_Instructions for the task_:
The reply should consist of one number, the count of lines below in which the word "GraphicsBuilder" appears.

══ Data extract ══

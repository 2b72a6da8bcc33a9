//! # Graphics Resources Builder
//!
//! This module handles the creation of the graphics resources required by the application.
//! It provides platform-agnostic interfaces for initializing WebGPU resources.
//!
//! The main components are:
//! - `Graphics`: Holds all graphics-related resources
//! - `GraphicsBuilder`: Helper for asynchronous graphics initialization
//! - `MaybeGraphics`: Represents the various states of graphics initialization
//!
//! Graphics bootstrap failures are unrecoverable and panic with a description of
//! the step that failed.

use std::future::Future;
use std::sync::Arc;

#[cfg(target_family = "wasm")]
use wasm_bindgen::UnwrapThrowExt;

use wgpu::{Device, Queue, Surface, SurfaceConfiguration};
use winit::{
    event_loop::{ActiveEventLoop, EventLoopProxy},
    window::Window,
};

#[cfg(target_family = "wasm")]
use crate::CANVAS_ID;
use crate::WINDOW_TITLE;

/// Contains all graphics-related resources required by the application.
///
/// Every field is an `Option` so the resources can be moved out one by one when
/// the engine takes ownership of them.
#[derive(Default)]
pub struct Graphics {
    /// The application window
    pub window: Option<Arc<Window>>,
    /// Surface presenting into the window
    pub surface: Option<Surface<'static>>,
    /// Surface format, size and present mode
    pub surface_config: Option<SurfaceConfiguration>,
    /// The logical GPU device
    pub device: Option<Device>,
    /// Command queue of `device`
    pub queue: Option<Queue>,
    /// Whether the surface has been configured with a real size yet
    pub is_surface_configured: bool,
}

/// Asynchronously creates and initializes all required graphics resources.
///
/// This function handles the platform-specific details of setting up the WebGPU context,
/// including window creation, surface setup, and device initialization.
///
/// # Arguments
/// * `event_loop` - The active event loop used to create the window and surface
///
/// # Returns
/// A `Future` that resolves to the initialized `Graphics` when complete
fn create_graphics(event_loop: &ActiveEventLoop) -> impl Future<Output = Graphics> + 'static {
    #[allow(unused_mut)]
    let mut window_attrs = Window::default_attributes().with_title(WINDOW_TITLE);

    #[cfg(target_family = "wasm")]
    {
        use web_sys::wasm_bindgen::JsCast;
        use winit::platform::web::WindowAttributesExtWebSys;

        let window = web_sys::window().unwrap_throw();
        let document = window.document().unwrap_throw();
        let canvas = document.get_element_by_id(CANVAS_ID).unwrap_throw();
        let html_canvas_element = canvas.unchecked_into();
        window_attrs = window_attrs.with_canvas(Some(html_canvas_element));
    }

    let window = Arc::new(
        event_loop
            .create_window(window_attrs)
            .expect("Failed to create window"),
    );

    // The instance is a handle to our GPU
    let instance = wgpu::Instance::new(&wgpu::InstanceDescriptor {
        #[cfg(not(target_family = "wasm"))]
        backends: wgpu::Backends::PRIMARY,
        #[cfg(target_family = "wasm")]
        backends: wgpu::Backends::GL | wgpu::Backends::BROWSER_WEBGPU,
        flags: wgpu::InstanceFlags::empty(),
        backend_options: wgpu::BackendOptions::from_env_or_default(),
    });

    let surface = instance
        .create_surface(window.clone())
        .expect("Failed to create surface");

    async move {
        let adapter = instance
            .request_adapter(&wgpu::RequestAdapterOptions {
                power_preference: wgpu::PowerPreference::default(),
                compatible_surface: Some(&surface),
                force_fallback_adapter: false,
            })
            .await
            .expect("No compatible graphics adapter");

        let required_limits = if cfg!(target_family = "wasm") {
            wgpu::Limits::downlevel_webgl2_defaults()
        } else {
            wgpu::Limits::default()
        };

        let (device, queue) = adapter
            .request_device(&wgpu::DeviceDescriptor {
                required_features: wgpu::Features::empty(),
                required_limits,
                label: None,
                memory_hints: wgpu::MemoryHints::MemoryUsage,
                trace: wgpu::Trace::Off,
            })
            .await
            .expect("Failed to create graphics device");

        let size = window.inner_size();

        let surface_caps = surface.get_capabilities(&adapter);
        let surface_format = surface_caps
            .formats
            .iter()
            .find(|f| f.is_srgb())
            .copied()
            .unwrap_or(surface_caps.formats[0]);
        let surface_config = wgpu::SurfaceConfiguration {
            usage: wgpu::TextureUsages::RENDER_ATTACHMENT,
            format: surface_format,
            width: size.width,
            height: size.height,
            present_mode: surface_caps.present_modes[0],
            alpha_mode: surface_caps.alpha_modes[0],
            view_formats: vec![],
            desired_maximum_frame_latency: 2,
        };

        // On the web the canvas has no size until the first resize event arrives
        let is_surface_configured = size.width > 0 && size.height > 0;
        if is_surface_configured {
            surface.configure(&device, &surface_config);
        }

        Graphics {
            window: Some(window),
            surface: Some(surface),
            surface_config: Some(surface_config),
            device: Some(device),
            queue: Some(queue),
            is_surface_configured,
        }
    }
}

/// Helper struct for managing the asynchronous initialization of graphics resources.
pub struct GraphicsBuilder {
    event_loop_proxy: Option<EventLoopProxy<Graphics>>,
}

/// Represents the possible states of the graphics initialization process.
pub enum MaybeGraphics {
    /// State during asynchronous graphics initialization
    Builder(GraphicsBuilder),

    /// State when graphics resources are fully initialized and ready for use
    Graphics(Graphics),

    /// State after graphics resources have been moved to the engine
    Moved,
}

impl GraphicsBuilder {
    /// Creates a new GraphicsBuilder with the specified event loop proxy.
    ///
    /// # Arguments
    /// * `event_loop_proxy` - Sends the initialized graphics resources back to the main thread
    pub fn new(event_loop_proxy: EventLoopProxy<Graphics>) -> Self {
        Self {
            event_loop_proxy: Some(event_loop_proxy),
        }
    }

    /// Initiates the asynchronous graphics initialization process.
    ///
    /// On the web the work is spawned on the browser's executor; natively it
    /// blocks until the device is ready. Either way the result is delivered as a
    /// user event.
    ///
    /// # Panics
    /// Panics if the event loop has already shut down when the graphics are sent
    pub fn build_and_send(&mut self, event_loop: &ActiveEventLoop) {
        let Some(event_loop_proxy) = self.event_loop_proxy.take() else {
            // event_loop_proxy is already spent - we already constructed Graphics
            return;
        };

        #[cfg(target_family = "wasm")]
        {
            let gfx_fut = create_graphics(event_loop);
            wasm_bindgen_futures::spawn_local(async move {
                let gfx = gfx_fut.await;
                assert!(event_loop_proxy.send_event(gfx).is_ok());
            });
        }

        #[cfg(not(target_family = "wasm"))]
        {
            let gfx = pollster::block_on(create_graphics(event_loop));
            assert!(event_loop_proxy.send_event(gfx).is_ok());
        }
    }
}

═══

_Response box_:
5